Nifty 50 on 2 December: Recap
As anticipated, the Indian equity markets opened the week on a mildly positive note despite concerns stemming from disappointing GDP growth figures for the fiscal second quarter, with benchmark indices Nifty and Sensex trading with marginal gains in the afternoon on Monday, 2 December. The GDP data too revealed a seven-quarter low growth rate of 5.4% for the July-September quarter, significantly below the 6.5% median forecast. However, the encouraging close indicated that the lower levels were bought into. With a key event in the next few days, the market remained mildly positive, triggering some stock-specific actions.

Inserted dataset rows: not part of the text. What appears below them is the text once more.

// relkit: Release Orchestration Tool
//
// SPDX-License-Identifier: GPL-3.0-or-later

//! Archive builder: redundant zip and tar.gz bundles of the project tree.
//!
//! ```text
//! ArchiveSpec { base_name, root, exclude_roots }
//!        |
//!        v
//! sorted walk (walkdir), one entry list
//!   skip: dot-segments at any depth, excluded top-level trees
//!        |
//!        +--> <base>.zip     (zip, deflate)
//!        +--> <base>.tar.gz  (tar + flate2)
//! ```
//!
//! Both archives are written from the same entry list, so their logical
//! file set is identical by construction. The walk is sorted by file name,
//! which keeps the entry order stable across runs.

use std::fs::File;
use std::io::{self, BufReader, BufWriter};
use std::path::{Path, PathBuf};

use flate2::Compression;
use flate2::write::GzEncoder;
use tracing::{debug, info};
use walkdir::{DirEntry, WalkDir};
use zip::CompressionMethod;
use zip::write::SimpleFileOptions;

use crate::error::{ArchiveError, Result};

/// What to archive and what to call it.
#[derive(Debug, Clone)]
pub struct ArchiveSpec {
    /// Archive base name, `<project>-<version>`.
    base_name: String,
    /// Tree to archive.
    root: PathBuf,
    /// Directory the archive files are written to.
    out_dir: PathBuf,
    /// Top-level directory names excluded entirely (the generated doc and
    /// dist trees; keeps previous archive runs out of the archive).
    exclude_roots: Vec<String>,
}

impl ArchiveSpec {
    /// Creates a spec for archiving `root` into `out_dir`.
    #[must_use]
    pub fn new(
        base_name: impl Into<String>,
        root: impl Into<PathBuf>,
        out_dir: impl Into<PathBuf>,
        exclude_roots: impl IntoIterator<Item = impl Into<String>>,
    ) -> Self {
        Self {
            base_name: base_name.into(),
            root: root.into(),
            out_dir: out_dir.into(),
            exclude_roots: exclude_roots.into_iter().map(Into::into).collect(),
        }
    }

    /// Returns the archive base name.
    #[must_use]
    pub fn base_name(&self) -> &str {
        &self.base_name
    }

    fn is_included(&self, entry: &DirEntry) -> bool {
        if entry.depth() == 0 {
            return true;
        }
        let name = entry.file_name().to_string_lossy();
        // Hidden/meta paths are excluded at any depth.
        if name.starts_with('.') {
            return false;
        }
        if entry.depth() == 1 && self.exclude_roots.iter().any(|root| root.as_str() == name) {
            return false;
        }
        true
    }
}

/// One file selected for archiving.
#[derive(Debug, Clone)]
struct ArchiveEntry {
    /// Absolute path on disk.
    path: PathBuf,
    /// Entry name within the archive (forward slashes).
    name: String,
}

/// Builds `<base>.zip` and `<base>.tar.gz` from the spec.
///
/// Returns the paths of the two archive files, zip first. Existing archive
/// files at those paths are overwritten.
///
/// # Errors
///
/// Returns an `ArchiveError` if the walk, an entry read or either encoder
/// fails.
pub fn build_archives(spec: &ArchiveSpec) -> Result<Vec<PathBuf>> {
    let entries = collect_entries(spec)?;

    std::fs::create_dir_all(&spec.out_dir).map_err(|source| ArchiveError::Create {
        path: spec.out_dir.clone(),
        source,
    })?;

    let zip_path = spec.out_dir.join(format!("{}.zip", spec.base_name));
    let tgz_path = spec.out_dir.join(format!("{}.tar.gz", spec.base_name));

    info!(
        files = entries.len(),
        zip = %zip_path.display(),
        targz = %tgz_path.display(),
        "building release archives"
    );

    write_zip(&zip_path, &entries)?;
    write_tar_gz(&tgz_path, &entries)?;

    Ok(vec![zip_path, tgz_path])
}

/// Walks the tree once, applying the exclusion rules, and returns the
/// files to archive in stable (name-sorted) order.
fn collect_entries(spec: &ArchiveSpec) -> Result<Vec<ArchiveEntry>> {
    let mut entries = Vec::new();

    let walker = WalkDir::new(&spec.root)
        .sort_by_file_name()
        .into_iter()
        .filter_entry(|entry| spec.is_included(entry));

    for entry in walker {
        let entry = entry.map_err(|e| {
            let path = e.path().map_or_else(|| spec.root.clone(), Path::to_path_buf);
            ArchiveError::Append {
                entry: path.display().to_string(),
                source: e
                    .into_io_error()
                    .unwrap_or_else(|| io::Error::other("walk error")),
            }
        })?;

        if !entry.file_type().is_file() {
            continue;
        }

        let rel = entry
            .path()
            .strip_prefix(&spec.root)
            .expect("walked path is under the walk root");
        let name = rel
            .components()
            .map(|c| c.as_os_str().to_string_lossy())
            .collect::<Vec<_>>()
            .join("/");

        debug!(entry = %name, "archiving");
        entries.push(ArchiveEntry {
            path: entry.path().to_path_buf(),
            name,
        });
    }

    Ok(entries)
}

fn write_zip(zip_path: &Path, entries: &[ArchiveEntry]) -> Result<()> {
    let file = File::create(zip_path).map_err(|source| ArchiveError::Create {
        path: zip_path.to_path_buf(),
        source,
    })?;
    let mut writer = zip::ZipWriter::new(BufWriter::new(file));
    let options = SimpleFileOptions::default()
        .compression_method(CompressionMethod::Deflated)
        .unix_permissions(0o644);

    for entry in entries {
        writer
            .start_file(entry.name.clone(), options)
            .map_err(ArchiveError::Zip)?;
        let mut reader =
            BufReader::new(File::open(&entry.path).map_err(|source| ArchiveError::Append {
                entry: entry.name.clone(),
                source,
            })?);
        io::copy(&mut reader, &mut writer).map_err(|source| ArchiveError::Append {
            entry: entry.name.clone(),
            source,
        })?;
    }

    let mut inner = writer.finish().map_err(ArchiveError::Zip)?;
    io::Write::flush(&mut inner).map_err(|source| ArchiveError::Create {
        path: zip_path.to_path_buf(),
        source,
    })?;
    Ok(())
}

fn write_tar_gz(tgz_path: &Path, entries: &[ArchiveEntry]) -> Result<()> {
    let file = File::create(tgz_path).map_err(|source| ArchiveError::Create {
        path: tgz_path.to_path_buf(),
        source,
    })?;
    let encoder = GzEncoder::new(BufWriter::new(file), Compression::default());
    let mut builder = tar::Builder::new(encoder);

    for entry in entries {
        builder
            .append_path_with_name(&entry.path, &entry.name)
            .map_err(|source| ArchiveError::Append {
                entry: entry.name.clone(),
                source,
            })?;
    }

    let encoder = builder
        .into_inner()
        .map_err(|source| ArchiveError::Append {
            entry: "<tar finish>".to_string(),
            source,
        })?;
    encoder.finish().map_err(|source| ArchiveError::Create {
        path: tgz_path.to_path_buf(),
        source,
    })?;
    Ok(())
}
// relkit: Release Orchestration Tool
//
// SPDX-License-Identifier: GPL-3.0-or-later

//! Entry point.
//!
//! ```text
//! cli::parse() --> Logging --> Command Dispatch
//!   All | Doc | Dist | Clean | Docclean | Distclean | List | Config
//! ```

use std::process::ExitCode;

use relkit::cli::global::GlobalOptions;
use relkit::cli::{self, Command};
use relkit::cmd::clean::{CleanTargets, run_clean_command};
use relkit::cmd::config::{run_inis_command, run_options_command};
use relkit::cmd::list::run_list_command;
use relkit::cmd::phase::{Phase, run_phase_command};
use relkit::config::Config;
use relkit::config::loader::ConfigLoader;
use relkit::error::ComponentError;
use relkit::logging::init_logging;
use relkit::logging::{LogConfig, LogLevel};

use mimalloc::MiMalloc;

#[global_allocator]
static GLOBAL: MiMalloc = MiMalloc;

#[tokio::main]
async fn main() -> ExitCode {
    let cli = cli::parse();

    let log_config = build_log_config(&cli.global);
    let _log_guard = match init_logging(&log_config) {
        Ok(guard) => guard,
        Err(e) => {
            eprintln!("Failed to initialize logging: {e}");
            return ExitCode::FAILURE;
        }
    };

    dispatch_command(&cli).await
}

fn build_log_config(global: &GlobalOptions) -> LogConfig {
    let console_level = global
        .log_level
        .and_then(LogLevel::from_u8)
        .unwrap_or(LogLevel::INFO);

    let file_level = global
        .file_log_level
        .and_then(LogLevel::from_u8)
        .unwrap_or(console_level);

    LogConfig::builder()
        .with_console_level(console_level)
        .with_file_level(file_level)
        .maybe_with_log_file(global.log_file.as_ref().map(|p| p.display().to_string()))
        .build()
}

async fn dispatch_command(cli: &cli::Cli) -> ExitCode {
    let result = match &cli.command {
        Some(Command::Version) => {
            handle_version_command();
            Ok(())
        }
        Some(Command::Options) => {
            load_config(&cli.global).map(|config| run_options_command(&config))
        }
        Some(Command::Inis) => {
            let loader = build_config_loader(&cli.global);
            run_inis_command(&loader.source_lines());
            Ok(())
        }
        Some(Command::List) => load_config(&cli.global).map(|config| run_list_command(&config)),
        Some(Command::All) => run_phase(Phase::All, &cli.global).await,
        Some(Command::Doc) => run_phase(Phase::Doc, &cli.global).await,
        Some(Command::Dist) => run_phase(Phase::Dist, &cli.global).await,
        Some(Command::Clean) => run_clean(CleanTargets::all_targets(), &cli.global).await,
        Some(Command::Docclean) => run_clean(CleanTargets::DOC, &cli.global).await,
        Some(Command::Distclean) => run_clean(CleanTargets::DIST, &cli.global).await,
        None => {
            eprintln!("No command specified. Use --help for usage information.");
            return ExitCode::FAILURE;
        }
    };

    match result {
        Ok(()) => ExitCode::SUCCESS,
        Err(e) => {
            eprintln!("Error: {e:#}");
            exit_code_for(&e)
        }
    }
}

async fn run_phase(phase: Phase, global: &GlobalOptions) -> relkit::error::Result<()> {
    let config = load_config(global)?;
    run_phase_command(phase, &config, global.dry).await
}

async fn run_clean(targets: CleanTargets, global: &GlobalOptions) -> relkit::error::Result<()> {
    let config = load_config(global)?;
    run_clean_command(targets, &config, global.dry).await
}

/// Propagates a failing component's exit status; everything else is 1.
fn exit_code_for(error: &anyhow::Error) -> ExitCode {
    if let Some(ComponentError::BuildFailed { exit_code, .. }) =
        error.downcast_ref::<ComponentError>()
    {
        let code = u8::try_from(*exit_code).unwrap_or(1);
        return ExitCode::from(code.max(1));
    }
    ExitCode::FAILURE
}

fn handle_version_command() {
    println!("{}", env!("CARGO_PKG_VERSION"));
}

fn build_config_loader(global: &GlobalOptions) -> ConfigLoader {
    let mut loader = ConfigLoader::standard();
    for ini_path in &global.inis {
        loader = loader.add_file(ini_path);
    }
    loader
}

fn load_config(global: &GlobalOptions) -> relkit::error::Result<Config> {
    let mut loader = build_config_loader(global);
    for entry in global.to_config_overrides() {
        let Some((key, value)) = entry.split_once('=') else {
            anyhow::bail!("invalid --set option '{entry}', expected key=value");
        };
        loader = loader.set(key, value.to_string())?;
    }
    loader.build()
}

Also Read: Traders may buy dip at lower opening
Indian stock markets: Way forward
The markets quickly shrugged off the negative newsflow to display a strong case of bullishness and revived smartly from lower levels. The tailwind was favouring an upside and the upmove seen towards the close of the day will encounter some challenges around 24500, as we have been mentioning. With the put-call ratio or PCR at 1.03, we can expect the market to continue to maintain a sedate stand as we head into the coming sessions. As RBI policy now weighs in, the Bank Nifty is retaining a composed outlook holding on to some gains. Until 53000 is surpassed, this index shall receive constant supply at higher levels. The saving grace continues to be some strong showing by weighted banks like HDFC Bank, ICICI Bank and SBI, keeping the flag flying high.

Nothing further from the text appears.